De notre correspondante à Lubumbashi,
Paulin Kapemba, habitant du village Kamalenge, à quelques mètres de la centrale hydroélectrique de Busanga, a tout perdu. Il y a deux ans, il a été exproprié de sa maison et aujourd’hui, de son champ de maïs.
« En 2018, l’entreprise Sicohydro avait promis de nous délocaliser avant de raser nos villages. Quelques mois après, elle a démoli nos maisons sans contrepartie. Ma maison a été détruite. Et là, mon champ est attaqué par les eaux du lac de retenu de la centrale, se désole-t-il. Finalement, seule l’entreprise a des droits et non pas nous les citoyens ! »

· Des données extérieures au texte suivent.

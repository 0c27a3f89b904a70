//! PostgreSQL implementation of ReactionRepository
//!
//! `set` is the engagement engine's hot path: one transaction locks the
//! video row, reads the caller's ledger row, applies the transition computed
//! in clip-core, and adjusts both counters with a zero floor.

use async_trait::async_trait;
use sqlx::PgPool;
use tracing::instrument;

use clip_core::entities::reaction::{transition, LedgerOp};
use clip_core::entities::ReactionKind;
use clip_core::error::DomainError;
use clip_core::traits::{ReactionRepository, ReactionSnapshot, RepoResult};
use clip_core::value_objects::Snowflake;

use super::error::map_db_error;

/// PostgreSQL implementation of ReactionRepository
#[derive(Clone)]
pub struct PgReactionRepository {
    pool: PgPool,
}

impl PgReactionRepository {
    /// Create a new PgReactionRepository
    pub fn new(pool: PgPool) -> Self {
        Self { pool }
    }
}

#[async_trait]
impl ReactionRepository for PgReactionRepository {
    #[instrument(skip(self))]
    async fn find(
        &self,
        user_id: Snowflake,
        video_id: Snowflake,
    ) -> RepoResult<Option<ReactionKind>> {
        let value = sqlx::query_scalar::<_, i16>(
            r#"
            SELECT value FROM reactions WHERE user_id = $1 AND video_id = $2
            "#,
        )
        .bind(user_id.into_inner())
        .bind(video_id.into_inner())
        .fetch_optional(&self.pool)
        .await
        .map_err(map_db_error)?;

        Ok(value.and_then(ReactionKind::from_value))
    }

    #[instrument(skip(self, video_ids))]
    async fn find_many(
        &self,
        user_id: Snowflake,
        video_ids: &[Snowflake],
    ) -> RepoResult<Vec<(Snowflake, ReactionKind)>> {
        if video_ids.is_empty() {
            return Ok(Vec::new());
        }

        let ids: Vec<i64> = video_ids.iter().map(|id| id.into_inner()).collect();

        let rows = sqlx::query_as::<_, (i64, i16)>(
            r#"
            SELECT video_id, value FROM reactions
            WHERE user_id = $1 AND video_id = ANY($2)
            "#,
        )
        .bind(user_id.into_inner())
        .bind(&ids)
        .fetch_all(&self.pool)
        .await
        .map_err(map_db_error)?;

        Ok(rows
            .into_iter()
            .filter_map(|(video_id, value)| {
                ReactionKind::from_value(value).map(|kind| (Snowflake::new(video_id), kind))
            })
            .collect())
    }

    #[instrument(skip(self))]
    async fn set(
        &self,
        user_id: Snowflake,
        video_id: Snowflake,
        desired: Option<ReactionKind>,
    ) -> RepoResult<ReactionSnapshot> {
        let mut tx = self.pool.begin().await.map_err(map_db_error)?;

        // Lock the video row; all reaction writes for one video serialize
        // here, which also closes the duplicate-insert race on the ledger.
        let video_exists = sqlx::query_scalar::<_, i64>(
            r#"
            SELECT id FROM videos WHERE id = $1 FOR UPDATE
            "#,
        )
        .bind(video_id.into_inner())
        .fetch_optional(&mut *tx)
        .await
        .map_err(map_db_error)?;

        if video_exists.is_none() {
            return Err(DomainError::VideoNotFound(video_id));
        }

        let current = sqlx::query_scalar::<_, i16>(
            r#"
            SELECT value FROM reactions WHERE user_id = $1 AND video_id = $2
            "#,
        )
        .bind(user_id.into_inner())
        .bind(video_id.into_inner())
        .fetch_optional(&mut *tx)
        .await
        .map_err(map_db_error)?
        .and_then(ReactionKind::from_value);

        let t = transition(current, desired);

        match t.ledger {
            LedgerOp::Insert(kind) => {
                sqlx::query(
                    r#"
                    INSERT INTO reactions (user_id, video_id, value, created_at)
                    VALUES ($1, $2, $3, NOW())
                    "#,
                )
                .bind(user_id.into_inner())
                .bind(video_id.into_inner())
                .bind(kind.value())
                .execute(&mut *tx)
                .await
                .map_err(map_db_error)?;
            }
            LedgerOp::Update(kind) => {
                sqlx::query(
                    r#"
                    UPDATE reactions SET value = $3, created_at = NOW()
                    WHERE user_id = $1 AND video_id = $2
                    "#,
                )
                .bind(user_id.into_inner())
                .bind(video_id.into_inner())
                .bind(kind.value())
                .execute(&mut *tx)
                .await
                .map_err(map_db_error)?;
            }
            LedgerOp::Delete => {
                sqlx::query(
                    r#"
                    DELETE FROM reactions WHERE user_id = $1 AND video_id = $2
                    "#,
                )
                .bind(user_id.into_inner())
                .bind(video_id.into_inner())
                .execute(&mut *tx)
                .await
                .map_err(map_db_error)?;
            }
            LedgerOp::Keep => {}
        }

        let (likes, dislikes) = sqlx::query_as::<_, (i64, i64)>(
            r#"
            UPDATE videos
            SET likes_count = GREATEST(0, likes_count + $2),
                dislikes_count = GREATEST(0, dislikes_count + $3)
            WHERE id = $1
            RETURNING likes_count, dislikes_count
            "#,
        )
        .bind(video_id.into_inner())
        .bind(t.likes_delta)
        .bind(t.dislikes_delta)
        .fetch_one(&mut *tx)
        .await
        .map_err(map_db_error)?;

        tx.commit().await.map_err(map_db_error)?;

        Ok(ReactionSnapshot {
            state: t.state,
            likes,
            dislikes,
        })
    }
}

#[cfg(test)]
mod tests {
    use super::*;

    #[test]
    fn test_repo_is_send_sync() {
        fn assert_send_sync<T: Send + Sync>() {}
        assert_send_sync::<PgReactionRepository>();
    }
}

Madame Mujinga est une autre habitante qui a été forcée de quitter son village. Mère de six enfants, elle vient de perdre sa seule source de revenus : « Je vis de la vente des feuilles de manioc de mon champ. Actuellement, le champ est inondé et tous les tubercules de manioc sont pourris. Je ne sais pas comment vivre. »
Près de 1 000 agriculteurs des villages autour du barrage de Busanga sont victimes de ces inondations. Mais jusque-là, l’entreprise chinoise Sicohydro, chargée de la construction de la centrale de 240 mégawatts, n’aurait pas répondu aux revendications des paysans. Ce qui révolte Makanda Ilunga, un autre paysan : « Une délégation du gouvernement provincial et de l’entreprise a procédé aux évaluations des dégâts causés par les eaux du lac de retenu. Jusqu’à présent, il n’y a aucune suite. Donc l’entreprise Sicohydro est venue détruire ma vie. »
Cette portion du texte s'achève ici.